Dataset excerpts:
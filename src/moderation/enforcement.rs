//! Escalating enforcement.
//!
//! Per identity the state is just the `(warn_count, kick_count)` pair. On
//! every blocklist hit exactly one tier fires, checked in this order:
//!
//! 1. **kick** if kicks are enabled and this offense brings the warnings to
//!    `warn_to_kick`: warnings reset, kicks go up by one.
//! 2. **ban** if bans are enabled and the identity already has
//!    `kick_to_ban` kicks: both counters reset.
//! 3. **warn** otherwise: warnings go up by one.
//!
//! Since the kick check runs first, a single message never escalates from a
//! warning straight to a ban.

use crate::db::{ChannelPolicy, InfractionRecord};
use crate::error::ModerationResult;
use crate::moderation::{
    BadwordMatcher, Directive, EnforcementKind, Identity, InfractionLedger, PolicyStore,
};
use std::sync::Arc;
use tracing::info;

/// What a single blocklist hit resulted in.
#[derive(Debug, Clone, Copy, PartialEq, Eq)]
pub enum Outcome {
    /// Warned; carries the new warning count.
    Warned(u32),
    Kicked,
    Banned,
}

/// Result of [`EnforcementEngine::handle`].
#[derive(Debug, Clone)]
pub struct Enforcement {
    pub outcome: Outcome,
    /// Counters as persisted after the decision.
    pub record: InfractionRecord,
    pub directives: Vec<Directive>,
}

/// Turns blocklist hits into ledger updates and directives.
pub struct EnforcementEngine {
    matcher: Arc<BadwordMatcher>,
    ledger: Arc<InfractionLedger>,
    policies: Arc<PolicyStore>,
}

impl EnforcementEngine {
    pub fn new(
        matcher: Arc<BadwordMatcher>,
        ledger: Arc<InfractionLedger>,
        policies: Arc<PolicyStore>,
    ) -> Self {
        Self {
            matcher,
            ledger,
            policies,
        }
    }

    /// Check a channel message and enforce on a hit.
    ///
    /// Returns `None` when the message is clean.
    pub async fn on_message(
        &self,
        identity: &Identity,
        channel: &str,
        text: &str,
    ) -> ModerationResult<Option<Enforcement>> {
        if !self.matcher.check(channel, text).await? {
            return Ok(None);
        }
        self.handle(identity, channel).await.map(Some)
    }

    /// Record one offense by `identity` in `channel` and decide the response.
    ///
    /// The channel must have a policy; a miss is reported as
    /// `PolicyMissing` and leaves the ledger untouched.
    pub async fn handle(&self, identity: &Identity, channel: &str) -> ModerationResult<Enforcement> {
        let policy = self.policies.require(channel).await?;

        let (record, outcome) = self
            .ledger
            .update(&identity.key, |record| decide(&policy, record))
            .await?;

        info!(
            channel = %policy.channel,
            nick = %identity.nick,
            identity = %identity.key,
            outcome = ?outcome,
            warns = record.warn_count,
            kicks = record.kick_count,
            "blocklist enforcement"
        );

        let directives = vec![directive_for(&policy, identity, outcome)];
        Ok(Enforcement {
            outcome,
            record,
            directives,
        })
    }
}

/// Apply the escalation rules to a record in place.
pub fn decide(policy: &ChannelPolicy, record: &mut InfractionRecord) -> Outcome {
    if policy.kick_enabled && record.warn_count.saturating_add(1) >= policy.warn_to_kick {
        record.warn_count = 0;
        record.kick_count = record.kick_count.saturating_add(1);
        Outcome::Kicked
    } else if policy.ban_enabled && record.kick_count >= policy.kick_to_ban {
        record.warn_count = 0;
        record.kick_count = 0;
        Outcome::Banned
    } else {
        record.warn_count = record.warn_count.saturating_add(1);
        Outcome::Warned(record.warn_count)
    }
}

fn directive_for(policy: &ChannelPolicy, identity: &Identity, outcome: Outcome) -> Directive {
    match outcome {
        Outcome::Kicked => Directive::Enforce {
            enforcer: policy.enforcer.clone(),
            command: render_template(
                &policy.kick_template,
                &policy.channel,
                &identity.nick,
                &policy.kick_reason,
                None,
            ),
            kind: EnforcementKind::Kick,
        },
        Outcome::Banned => Directive::Enforce {
            enforcer: policy.enforcer.clone(),
            command: render_template(
                &policy.ban_template,
                &policy.channel,
                &identity.nick,
                &policy.ban_reason,
                Some(policy.ban_duration),
            ),
            kind: EnforcementKind::Ban,
        },
        Outcome::Warned(count) => {
            let text = format!(
                "{}, watch your language in {}! (warning {})",
                identity.nick, policy.channel, count
            );
            if policy.private_notify {
                Directive::notice(identity.nick.clone(), text)
            } else {
                Directive::message(policy.channel.clone(), text)
            }
        }
    }
}

/// Fill `{channel}`, `{user}`, `{reason}` and `{bantime}` in one pass, so
/// substituted values are never expanded again. Unknown placeholders are
/// kept verbatim; `{bantime}` is left alone when `bantime` is `None`.
pub fn render_template(
    template: &str,
    channel: &str,
    user: &str,
    reason: &str,
    bantime: Option<u64>,
) -> String {
    let mut out = String::with_capacity(template.len() + user.len() + reason.len());
    let mut rest = template;

    while let Some(start) = rest.find('{') {
        out.push_str(&rest[..start]);
        let after = &rest[start + 1..];

        let Some(end) = after.find(['{', '}']) else {
            // Unclosed brace: the remainder is literal
            out.push('{');
            out.push_str(after);
            rest = "";
            break;
        };

        if after[end..].starts_with('{') {
            // `{x{user}`: the outer brace is literal, the inner one may open a placeholder
            out.push('{');
            out.push_str(&after[..end]);
            rest = &after[end..];
            continue;
        }

        match &after[..end] {
            "channel" => out.push_str(channel),
            "user" => out.push_str(user),
            "reason" => out.push_str(reason),
            "bantime" => match bantime {
                Some(secs) => out.push_str(&secs.to_string()),
                None => out.push_str("{bantime}"),
            },
            name => {
                out.push('{');
                out.push_str(name);
                out.push('}');
            }
        }
        rest = &after[end + 1..];
    }

    out.push_str(rest);
    out
}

## Requirement
So that nothing is lost, please reproduce each entry exactly as written.

## Response
filename src/moderation/enforcement.rs
//! Escalating enforcement.
//!
//! Per identity the state is just the `(warn_count, kick_count)` pair. On
//! every blocklist hit exactly one tier fires, checked in this order:
//!
//! 1. **kick** if kicks are enabled and this offense brings the warnings to
//!    `warn_to_kick`: warnings reset, kicks go up by one.
//! 2. **ban** if bans are enabled and the identity already has
//!    `kick_to_ban` kicks: both counters reset.
//! 3. **warn** otherwise: warnings go up by one.
//!
//! Since the kick check runs first, a single message never escalates from a
//! warning straight to a ban.

use crate::db::{ChannelPolicy, InfractionRecord};
use crate::error::ModerationResult;
use crate::moderation::{
    BadwordMatcher, Directive, EnforcementKind, Identity, InfractionLedger, PolicyStore,
};
use std::sync::Arc;
use tracing::info;

/// What a single blocklist hit resulted in.
#[derive(Debug, Clone, Copy, PartialEq, Eq)]
pub enum Outcome {
    /// Warned; carries the new warning count.
    Warned(u32),
    Kicked,
    Banned,
}

/// Result of [`EnforcementEngine::handle`].
#[derive(Debug, Clone)]
pub struct Enforcement {
    pub outcome: Outcome,
    /// Counters as persisted after the decision.
    pub record: InfractionRecord,
    pub directives: Vec<Directive>,
}

/// Turns blocklist hits into ledger updates and directives.
pub struct EnforcementEngine {
    matcher: Arc<BadwordMatcher>,
    ledger: Arc<InfractionLedger>,
    policies: Arc<PolicyStore>,
}

impl EnforcementEngine {
    pub fn new(
        matcher: Arc<BadwordMatcher>,
        ledger: Arc<InfractionLedger>,
        policies: Arc<PolicyStore>,
    ) -> Self {
        Self {
            matcher,
            ledger,
            policies,
        }
    }

    /// Check a channel message and enforce on a hit.
    ///
    /// Returns `None` when the message is clean.
    pub async fn on_message(
        &self,
        identity: &Identity,
        channel: &str,
        text: &str,
    ) -> ModerationResult<Option<Enforcement>> {
        if !self.matcher.check(channel, text).await? {
            return Ok(None);
        }
        self.handle(identity, channel).await.map(Some)
    }

    /// Record one offense by `identity` in `channel` and decide the response.
    ///
    /// The channel must have a policy; a miss is reported as
    /// `PolicyMissing` and leaves the ledger untouched.
    pub async fn handle(&self, identity: &Identity, channel: &str) -> ModerationResult<Enforcement> {
        let policy = self.policies.require(channel).await?;

        let (record, outcome) = self
            .ledger
            .update(&identity.key, |record| decide(&policy, record))
            .await?;

        info!(
            channel = %policy.channel,
            nick = %identity.nick,
            identity = %identity.key,
            outcome = ?outcome,
            warns = record.warn_count,
            kicks = record.kick_count,
            "blocklist enforcement"
        );

        let directives = vec![directive_for(&policy, identity, outcome)];
        Ok(Enforcement {
            outcome,
            record,
            directives,
        })
    }
}

/// Apply the escalation rules to a record in place.
pub fn decide(policy: &ChannelPolicy, record: &mut InfractionRecord) -> Outcome {
    if policy.kick_enabled && record.warn_count.saturating_add(1) >= policy.warn_to_kick {
        record.warn_count = 0;
        record.kick_count = record.kick_count.saturating_add(1);
        Outcome::Kicked
    } else if policy.ban_enabled && record.kick_count >= policy.kick_to_ban {
        record.warn_count = 0;
        record.kick_count = 0;
        Outcome::Banned
    } else {
        record.warn_count = record.warn_count.saturating_add(1);
        Outcome::Warned(record.warn_count)
    }
}

fn directive_for(policy: &ChannelPolicy, identity: &Identity, outcome: Outcome) -> Directive {
    match outcome {
        Outcome::Kicked => Directive::Enforce {
            enforcer: policy.enforcer.clone(),
            command: render_template(
                &policy.kick_template,
                &policy.channel,
                &identity.nick,
                &policy.kick_reason,
                None,
            ),
            kind: EnforcementKind::Kick,
        },
        Outcome::Banned => Directive::Enforce {
            enforcer: policy.enforcer.clone(),
            command: render_template(
                &policy.ban_template,
                &policy.channel,
                &identity.nick,
                &policy.ban_reason,
                Some(policy.ban_duration),
            ),
            kind: EnforcementKind::Ban,
        },
        Outcome::Warned(count) => {
            let text = format!(
                "{}, watch your language in {}! (warning {})",
                identity.nick, policy.channel, count
            );
            if policy.private_notify {
                Directive::notice(identity.nick.clone(), text)
            } else {
                Directive::message(policy.channel.clone(), text)
            }
        }
    }
}

/// Fill `{channel}`, `{user}`, `{reason}` and `{bantime}` in one pass, so
/// substituted values are never expanded again. Unknown placeholders are
/// kept verbatim; `{bantime}` is left alone when `bantime` is `None`.
pub fn render_template(
    template: &str,
    channel: &str,
    user: &str,
    reason: &str,
    bantime: Option<u64>,
) -> String {
    let mut out = String::with_capacity(template.len() + user.len() + reason.len());
    let mut rest = template;

    while let Some(start) = rest.find('{') {
        out.push_str(&rest[..start]);
        let after = &rest[start + 1..];

        let Some(end) = after.find(['{', '}']) else {
            // Unclosed brace: the remainder is literal
            out.push('{');
            out.push_str(after);
            rest = "";
            break;
        };

        if after[end..].starts_with('{') {
            // `{x{user}`: the outer brace is literal, the inner one may open a placeholder
            out.push('{');
            out.push_str(&after[..end]);
            rest = &after[end..];
            continue;
        }

        match &after[..end] {
            "channel" => out.push_str(channel),
            "user" => out.push_str(user),
            "reason" => out.push_str(reason),
            "bantime" => match bantime {
                Some(secs) => out.push_str(&secs.to_string()),
                None => out.push_str("{bantime}"),
            },
            name => {
                out.push('{');
                out.push_str(name);
                out.push('}');
            }
        }
        rest = &after[end + 1..];
    }

    out.push_str(rest);
    out
}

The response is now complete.